H2Pro is an Israeli startup company that is developing cheaper hydrogen fuel produced by sustainable energy.  Among five finalists, the startup was the only one from Israel to win Shell's New Energy Challenge competition The company was co-founded in 2019 by Prof. Gideon Grader, Prof. Avner Rothschild, Dr. Hen Dotan and Talmon Marco (A co-founder of Viber which was acquired by Rakuten for $900,000,000.). H2Pro has received backing from Microsoft co-founder Bill Gates and from Hong Kong entrepreneur Li Ka-shing. In 2019, Hyundai invested in H2Pro.  More recently ArcelorMittal made a US$5 million investment in H2Pro via it's XCarb™ innovation fund.

Efficiency 
The scientific paper detailing the two-step electrolysis process, on which the company's technology is based, reports an average 98.7% Faradic efficiency–not to be confused with energy conversion efficiency: the electrical energy consumption is 39.9 kWh per kilogram hydrogen, with an additional heat loss of 1.9 kWh per kg hydrogen, not including heat loss to the environment.

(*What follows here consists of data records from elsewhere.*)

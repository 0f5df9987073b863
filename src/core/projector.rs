//! Maps repository results and stored preferences to what presentation shows.

use crate::content::{FetchError, Verse};
use crate::core::preferences::PreferenceStore;
use crate::core::state::UiState;

/// Success and Failure come straight from the result. Loading is the caller's
/// job, sent before the fetch starts.
pub fn to_ui_state<T>(result: Result<T, FetchError>) -> UiState<T> {
    UiState::from(result)
}

/// True iff the stored favorite has the same surah and ayah as `verse`.
pub fn is_favorite(verse: &Verse, store: &PreferenceStore) -> bool {
    store.favorite() == Some(verse.key())
}

/// Flips the favorite state of `verse` and returns the new state.
///
/// Marking a verse replaces any previous favorite; only one is kept.
pub fn toggle_favorite(verse: &Verse, store: &PreferenceStore) -> bool {
    if is_favorite(verse, store) {
        store.clear_favorite();
        false
    } else {
        store.set_favorite(verse.key());
        true
    }
}
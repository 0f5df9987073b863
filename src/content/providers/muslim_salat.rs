//! muslimsalat.com prayer-times client.
//!
//! `GET {base_url}/{location}.json?key={api_key}` answers with HTTP 200 even
//! for unknown locations; success is signalled in-band by `status_valid == 1`.

use std::time::Duration;

use async_trait::async_trait;
use log::{debug, info, warn};
use serde::Deserialize;
use serde_json::Value;

use super::alquran_cloud::trim_base;
use crate::content::{FetchError, PrayerDay, PrayerTimes, PrayerTimesRepository};

pub const DEFAULT_BASE_URL: &str = "https://muslimsalat.com";

// ============================================================================
// muslimsalat.com Response Types
// ============================================================================

#[derive(Deserialize, Debug)]
struct ScheduleResponse {
    #[serde(default)]
    query: String,
    #[serde(default)]
    city: String,
    #[serde(default)]
    country: String,
    /// Sent as a string or a number depending on the location.
    #[serde(default)]
    timezone: Value,
    #[serde(default)]
    qibla_direction: Value,
    #[serde(default)]
    prayer_method_name: Option<String>,
    #[serde(default)]
    items: Vec<PrayerDay>,
    status_valid: u8,
    #[serde(default)]
    status_description: Option<String>,
}

/// Renders a scalar JSON value without quotes; null becomes empty.
fn scalar_to_string(value: &Value) -> String {
    match value {
        Value::String(s) => s.clone(),
        Value::Null => String::new(),
        other => other.to_string(),
    }
}

/// Parses a response body into `PrayerTimes`, rejecting in-band failures.
fn parse_schedule(location: &str, body: &str) -> Result<PrayerTimes, FetchError> {
    let response: ScheduleResponse =
        serde_json::from_str(body).map_err(|e| FetchError::Decode(e.to_string()))?;

    if response.status_valid != 1 {
        let description = response
            .status_description
            .unwrap_or_else(|| "invalid status".to_string());
        return Err(FetchError::Decode(description));
    }
    if response.items.is_empty() {
        return Err(FetchError::Decode("no prayer times in response".to_string()));
    }

    let location = if response.query.is_empty() {
        location.to_string()
    } else {
        response.query
    };

    Ok(PrayerTimes {
        location,
        city: response.city,
        country: response.country,
        timezone: scalar_to_string(&response.timezone),
        qibla_direction: scalar_to_string(&response.qibla_direction),
        method: response.prayer_method_name,
        days: response.items,
    })
}

// ============================================================================
// Client Implementation
// ============================================================================

pub struct MuslimSalatClient {
    api_key: Option<String>,
    base_url: String,
    client: reqwest::Client,
}

impl MuslimSalatClient {
    pub fn new(api_key: Option<String>, base_url: Option<String>) -> Self {
        Self {
            api_key,
            base_url: trim_base(base_url.unwrap_or_else(|| DEFAULT_BASE_URL.to_string())),
            client: reqwest::Client::new(),
        }
    }

    /// Like `new`, but every request fails with `FetchError::Network` after `timeout`.
    pub fn with_timeout(
        api_key: Option<String>,
        base_url: Option<String>,
        timeout: Duration,
    ) -> Self {
        let client = reqwest::Client::builder()
            .timeout(timeout)
            .build()
            .unwrap_or_else(|e| {
                warn!("Failed to build HTTP client with timeout, using defaults: {}", e);
                reqwest::Client::new()
            });
        Self {
            client,
            ..Self::new(api_key, base_url)
        }
    }

    /// Builds the request URL, percent-encoding the location as one path segment.
    fn schedule_url(&self, location: &str) -> Result<reqwest::Url, FetchError> {
        let mut url = reqwest::Url::parse(&self.base_url)
            .map_err(|e| FetchError::Network(format!("invalid base URL {}: {e}", self.base_url)))?;
        url.path_segments_mut()
            .map_err(|_| FetchError::Network(format!("base URL cannot be a base: {}", self.base_url)))?
            .pop_if_empty()
            .push(&format!("{location}.json"));
        if let Some(ref key) = self.api_key {
            url.query_pairs_mut().append_pair("key", key);
        }
        Ok(url)
    }
}

#[async_trait]
impl PrayerTimesRepository for MuslimSalatClient {
    fn name(&self) -> &str {
        "muslimsalat.com"
    }

    async fn fetch_prayer_times(&self, location: &str) -> Result<PrayerTimes, FetchError> {
        let url = self.schedule_url(location)?;
        info!("Fetching prayer times for '{}'", location);

        let response = self
            .client
            .get(url)
            .send()
            .await
            .map_err(|e| FetchError::Network(e.to_string()))?;

        debug!("muslimsalat.com response status: {}", response.status());

        if !response.status().is_success() {
            let status = response.status().as_u16();
            let err_body = response
                .text()
                .await
                .unwrap_or_else(|_| "unknown error".to_string());
            warn!("muslimsalat.com error: {} - {}", status, err_body);
            return Err(FetchError::Network(format!("HTTP {status}: {err_body}")));
        }

        let body = response
            .text()
            .await
            .map_err(|e| FetchError::Network(e.to_string()))?;
        let times = parse_schedule(location, &body)?;
        debug!(
            "Received {} day(s) for {}, {}",
            times.days.len(),
            times.city,
            times.country
        );
        Ok(times)
    }
}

Out of approximately 33.3 kWh of usable energy per kg hydrogen, this gives the two-step electrolysis process a theoretical maximum energy efficiency of approximately 79.6 percent for storing electrical energy in hydrogen. The energy then needs to be converted back to electricity, which in practice, using fuel cells, results in further energy losses.

References 

2019 establishments
Sustainable energy
Sustainability
Hydrogen
he:H2Pro (חברה)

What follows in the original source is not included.